◆ Aim of the exercise
Among these records, which lines include "StatsDelta"? Copy them out.
-------- Records shown
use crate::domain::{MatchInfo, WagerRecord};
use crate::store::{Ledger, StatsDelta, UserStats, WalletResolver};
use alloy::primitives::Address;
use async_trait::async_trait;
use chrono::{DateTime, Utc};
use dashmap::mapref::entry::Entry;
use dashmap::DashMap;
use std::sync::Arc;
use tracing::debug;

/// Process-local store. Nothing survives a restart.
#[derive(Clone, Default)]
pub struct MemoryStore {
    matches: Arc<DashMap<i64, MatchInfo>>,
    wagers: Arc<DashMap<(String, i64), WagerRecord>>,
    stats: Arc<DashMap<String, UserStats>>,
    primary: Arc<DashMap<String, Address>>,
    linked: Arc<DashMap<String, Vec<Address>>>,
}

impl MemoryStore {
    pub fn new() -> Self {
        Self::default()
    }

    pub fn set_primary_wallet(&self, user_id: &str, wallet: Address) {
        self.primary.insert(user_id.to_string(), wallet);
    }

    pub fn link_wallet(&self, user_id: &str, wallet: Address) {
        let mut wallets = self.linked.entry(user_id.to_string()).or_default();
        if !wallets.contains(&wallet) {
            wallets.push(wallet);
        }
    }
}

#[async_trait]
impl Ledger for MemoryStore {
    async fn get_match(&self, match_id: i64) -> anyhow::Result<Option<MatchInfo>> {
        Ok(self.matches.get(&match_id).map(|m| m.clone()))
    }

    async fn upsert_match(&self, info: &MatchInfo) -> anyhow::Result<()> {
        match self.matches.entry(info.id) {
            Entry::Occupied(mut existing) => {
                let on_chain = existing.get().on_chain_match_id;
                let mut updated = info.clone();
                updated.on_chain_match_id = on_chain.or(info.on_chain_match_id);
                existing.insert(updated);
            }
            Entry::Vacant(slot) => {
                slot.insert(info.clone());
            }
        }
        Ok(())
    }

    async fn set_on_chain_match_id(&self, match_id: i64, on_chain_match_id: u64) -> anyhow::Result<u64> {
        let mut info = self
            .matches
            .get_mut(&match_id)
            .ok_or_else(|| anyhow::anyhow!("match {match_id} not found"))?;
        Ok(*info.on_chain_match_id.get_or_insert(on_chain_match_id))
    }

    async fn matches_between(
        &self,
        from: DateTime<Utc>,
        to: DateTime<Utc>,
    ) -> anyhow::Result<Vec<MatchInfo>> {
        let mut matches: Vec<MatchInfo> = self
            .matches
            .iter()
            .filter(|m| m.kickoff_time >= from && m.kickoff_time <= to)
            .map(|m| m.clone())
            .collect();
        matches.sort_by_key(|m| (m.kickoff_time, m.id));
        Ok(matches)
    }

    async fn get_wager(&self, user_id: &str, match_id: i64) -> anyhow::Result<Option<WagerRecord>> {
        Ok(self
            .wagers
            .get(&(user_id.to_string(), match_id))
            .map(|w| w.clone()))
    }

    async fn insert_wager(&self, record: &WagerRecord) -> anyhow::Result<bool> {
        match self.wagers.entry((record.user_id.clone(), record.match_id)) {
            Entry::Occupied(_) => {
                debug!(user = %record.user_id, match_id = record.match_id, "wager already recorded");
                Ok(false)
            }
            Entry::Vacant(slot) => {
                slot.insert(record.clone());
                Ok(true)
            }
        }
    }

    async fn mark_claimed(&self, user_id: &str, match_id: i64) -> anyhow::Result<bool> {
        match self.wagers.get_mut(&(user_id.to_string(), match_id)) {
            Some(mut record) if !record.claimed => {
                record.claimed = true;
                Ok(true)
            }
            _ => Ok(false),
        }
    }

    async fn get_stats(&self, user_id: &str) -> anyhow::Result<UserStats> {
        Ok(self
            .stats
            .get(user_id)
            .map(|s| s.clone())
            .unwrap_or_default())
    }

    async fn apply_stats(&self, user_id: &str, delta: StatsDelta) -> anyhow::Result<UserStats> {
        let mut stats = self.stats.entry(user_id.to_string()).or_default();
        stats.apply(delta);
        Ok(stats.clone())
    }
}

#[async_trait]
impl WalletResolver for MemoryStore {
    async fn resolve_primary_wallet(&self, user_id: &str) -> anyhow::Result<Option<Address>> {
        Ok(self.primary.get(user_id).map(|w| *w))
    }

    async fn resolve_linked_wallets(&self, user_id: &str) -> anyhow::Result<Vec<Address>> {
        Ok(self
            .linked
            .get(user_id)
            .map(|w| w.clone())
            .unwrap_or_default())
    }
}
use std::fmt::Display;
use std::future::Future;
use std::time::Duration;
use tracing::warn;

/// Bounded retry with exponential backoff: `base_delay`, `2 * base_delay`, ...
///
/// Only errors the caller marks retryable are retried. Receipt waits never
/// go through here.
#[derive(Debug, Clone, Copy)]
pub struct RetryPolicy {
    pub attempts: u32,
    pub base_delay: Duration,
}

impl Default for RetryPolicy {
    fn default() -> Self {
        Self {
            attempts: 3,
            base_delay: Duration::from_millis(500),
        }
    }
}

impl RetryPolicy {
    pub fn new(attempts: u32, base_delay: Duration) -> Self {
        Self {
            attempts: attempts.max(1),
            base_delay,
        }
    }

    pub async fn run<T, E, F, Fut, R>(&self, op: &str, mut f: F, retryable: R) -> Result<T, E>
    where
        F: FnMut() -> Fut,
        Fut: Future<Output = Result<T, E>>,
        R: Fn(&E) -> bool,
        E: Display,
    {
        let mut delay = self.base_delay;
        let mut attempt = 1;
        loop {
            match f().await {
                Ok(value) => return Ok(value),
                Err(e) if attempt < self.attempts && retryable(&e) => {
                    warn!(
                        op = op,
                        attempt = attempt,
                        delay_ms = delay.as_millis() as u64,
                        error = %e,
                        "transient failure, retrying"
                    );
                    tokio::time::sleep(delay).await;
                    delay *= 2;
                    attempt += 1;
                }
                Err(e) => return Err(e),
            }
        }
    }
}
----------------
◆ Expected answer
use crate::store::{Ledger, StatsDelta, UserStats, WalletResolver};
    async fn apply_stats(&self, user_id: &str, delta: StatsDelta) -> anyhow::Result<UserStats> {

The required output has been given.